## TRY IT
Every line of the material must come back exactly as given.

▶

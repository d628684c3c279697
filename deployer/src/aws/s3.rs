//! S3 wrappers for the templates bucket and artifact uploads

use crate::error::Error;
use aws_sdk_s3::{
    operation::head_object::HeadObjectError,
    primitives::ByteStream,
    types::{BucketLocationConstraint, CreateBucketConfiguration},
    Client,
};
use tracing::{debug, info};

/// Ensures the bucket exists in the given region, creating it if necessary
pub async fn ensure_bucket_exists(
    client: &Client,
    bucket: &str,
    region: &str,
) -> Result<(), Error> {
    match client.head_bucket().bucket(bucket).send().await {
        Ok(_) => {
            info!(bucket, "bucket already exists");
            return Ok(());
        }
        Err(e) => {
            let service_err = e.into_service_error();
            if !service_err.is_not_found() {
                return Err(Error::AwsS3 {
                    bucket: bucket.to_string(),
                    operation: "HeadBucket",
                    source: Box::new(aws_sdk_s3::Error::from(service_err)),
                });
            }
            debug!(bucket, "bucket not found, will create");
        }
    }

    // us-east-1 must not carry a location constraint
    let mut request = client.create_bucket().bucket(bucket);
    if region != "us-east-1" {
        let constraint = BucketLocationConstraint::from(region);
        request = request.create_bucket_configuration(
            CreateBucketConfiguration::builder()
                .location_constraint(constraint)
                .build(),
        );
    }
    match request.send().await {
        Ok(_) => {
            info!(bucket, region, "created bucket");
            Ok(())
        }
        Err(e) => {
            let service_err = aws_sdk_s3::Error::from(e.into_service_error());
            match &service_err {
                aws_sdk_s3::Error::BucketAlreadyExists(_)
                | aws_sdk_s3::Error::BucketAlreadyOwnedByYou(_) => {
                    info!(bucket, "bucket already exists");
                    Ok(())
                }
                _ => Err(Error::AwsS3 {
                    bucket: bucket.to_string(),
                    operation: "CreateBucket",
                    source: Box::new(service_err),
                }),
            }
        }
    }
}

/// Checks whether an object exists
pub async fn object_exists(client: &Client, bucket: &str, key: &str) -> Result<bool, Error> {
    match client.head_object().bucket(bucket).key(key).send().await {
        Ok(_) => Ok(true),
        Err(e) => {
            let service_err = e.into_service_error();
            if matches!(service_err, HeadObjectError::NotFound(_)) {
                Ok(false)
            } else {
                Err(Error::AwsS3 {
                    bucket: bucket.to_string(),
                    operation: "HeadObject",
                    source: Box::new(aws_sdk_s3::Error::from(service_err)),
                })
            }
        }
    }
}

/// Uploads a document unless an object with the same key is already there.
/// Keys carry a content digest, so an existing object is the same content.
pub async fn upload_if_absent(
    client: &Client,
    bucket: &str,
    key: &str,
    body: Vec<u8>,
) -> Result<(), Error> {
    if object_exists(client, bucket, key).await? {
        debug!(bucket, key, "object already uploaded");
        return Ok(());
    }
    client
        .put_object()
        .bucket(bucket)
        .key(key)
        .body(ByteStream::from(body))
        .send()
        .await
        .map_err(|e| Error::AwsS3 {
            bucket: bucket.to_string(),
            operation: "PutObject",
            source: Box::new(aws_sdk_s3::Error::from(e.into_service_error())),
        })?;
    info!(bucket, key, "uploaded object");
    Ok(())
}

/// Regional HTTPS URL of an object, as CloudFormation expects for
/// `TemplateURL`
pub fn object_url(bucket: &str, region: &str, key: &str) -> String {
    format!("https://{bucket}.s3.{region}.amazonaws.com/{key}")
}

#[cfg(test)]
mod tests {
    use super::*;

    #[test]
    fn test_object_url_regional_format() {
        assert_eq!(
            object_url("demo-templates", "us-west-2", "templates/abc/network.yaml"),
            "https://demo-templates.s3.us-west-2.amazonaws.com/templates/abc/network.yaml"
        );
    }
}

◀

## SOLVED PROBLEM
repository d628684c3c279697
filename deployer/src/aws/s3.rs
//! S3 wrappers for the templates bucket and artifact uploads

use crate::error::Error;
use aws_sdk_s3::{
    operation::head_object::HeadObjectError,
    primitives::ByteStream,
    types::{BucketLocationConstraint, CreateBucketConfiguration},
    Client,
};
use tracing::{debug, info};

/// Ensures the bucket exists in the given region, creating it if necessary
pub async fn ensure_bucket_exists(
    client: &Client,
    bucket: &str,
    region: &str,
) -> Result<(), Error> {
    match client.head_bucket().bucket(bucket).send().await {
        Ok(_) => {
            info!(bucket, "bucket already exists");
            return Ok(());
        }
        Err(e) => {
            let service_err = e.into_service_error();
            if !service_err.is_not_found() {
                return Err(Error::AwsS3 {
                    bucket: bucket.to_string(),
                    operation: "HeadBucket",
                    source: Box::new(aws_sdk_s3::Error::from(service_err)),
                });
            }
            debug!(bucket, "bucket not found, will create");
        }
    }

    // us-east-1 must not carry a location constraint
    let mut request = client.create_bucket().bucket(bucket);
    if region != "us-east-1" {
        let constraint = BucketLocationConstraint::from(region);
        request = request.create_bucket_configuration(
            CreateBucketConfiguration::builder()
                .location_constraint(constraint)
                .build(),
        );
    }
    match request.send().await {
        Ok(_) => {
            info!(bucket, region, "created bucket");
            Ok(())
        }
        Err(e) => {
            let service_err = aws_sdk_s3::Error::from(e.into_service_error());
            match &service_err {
                aws_sdk_s3::Error::BucketAlreadyExists(_)
                | aws_sdk_s3::Error::BucketAlreadyOwnedByYou(_) => {
                    info!(bucket, "bucket already exists");
                    Ok(())
                }
                _ => Err(Error::AwsS3 {
                    bucket: bucket.to_string(),
                    operation: "CreateBucket",
                    source: Box::new(service_err),
                }),
            }
        }
    }
}

/// Checks whether an object exists
pub async fn object_exists(client: &Client, bucket: &str, key: &str) -> Result<bool, Error> {
    match client.head_object().bucket(bucket).key(key).send().await {
        Ok(_) => Ok(true),
        Err(e) => {
            let service_err = e.into_service_error();
            if matches!(service_err, HeadObjectError::NotFound(_)) {
                Ok(false)
            } else {
                Err(Error::AwsS3 {
                    bucket: bucket.to_string(),
                    operation: "HeadObject",
                    source: Box::new(aws_sdk_s3::Error::from(service_err)),
                })
            }
        }
    }
}

/// Uploads a document unless an object with the same key is already there.
/// Keys carry a content digest, so an existing object is the same content.
pub async fn upload_if_absent(
    client: &Client,
    bucket: &str,
    key: &str,
    body: Vec<u8>,
) -> Result<(), Error> {
    if object_exists(client, bucket, key).await? {
        debug!(bucket, key, "object already uploaded");
        return Ok(());
    }
    client
        .put_object()
        .bucket(bucket)
        .key(key)
        .body(ByteStream::from(body))
        .send()
        .await
        .map_err(|e| Error::AwsS3 {
            bucket: bucket.to_string(),
            operation: "PutObject",
            source: Box::new(aws_sdk_s3::Error::from(e.into_service_error())),
        })?;
    info!(bucket, key, "uploaded object");
    Ok(())
}

/// Regional HTTPS URL of an object, as CloudFormation expects for
/// `TemplateURL`
pub fn object_url(bucket: &str, region: &str, key: &str) -> String {
    format!("https://{bucket}.s3.{region}.amazonaws.com/{key}")
}

#[cfg(test)]
mod tests {
    use super::*;

    #[test]
    fn test_object_url_regional_format() {
        assert_eq!(
            object_url("demo-templates", "us-west-2", "templates/abc/network.yaml"),
            "https://demo-templates.s3.us-west-2.amazonaws.com/templates/abc/network.yaml"
        );
    }
}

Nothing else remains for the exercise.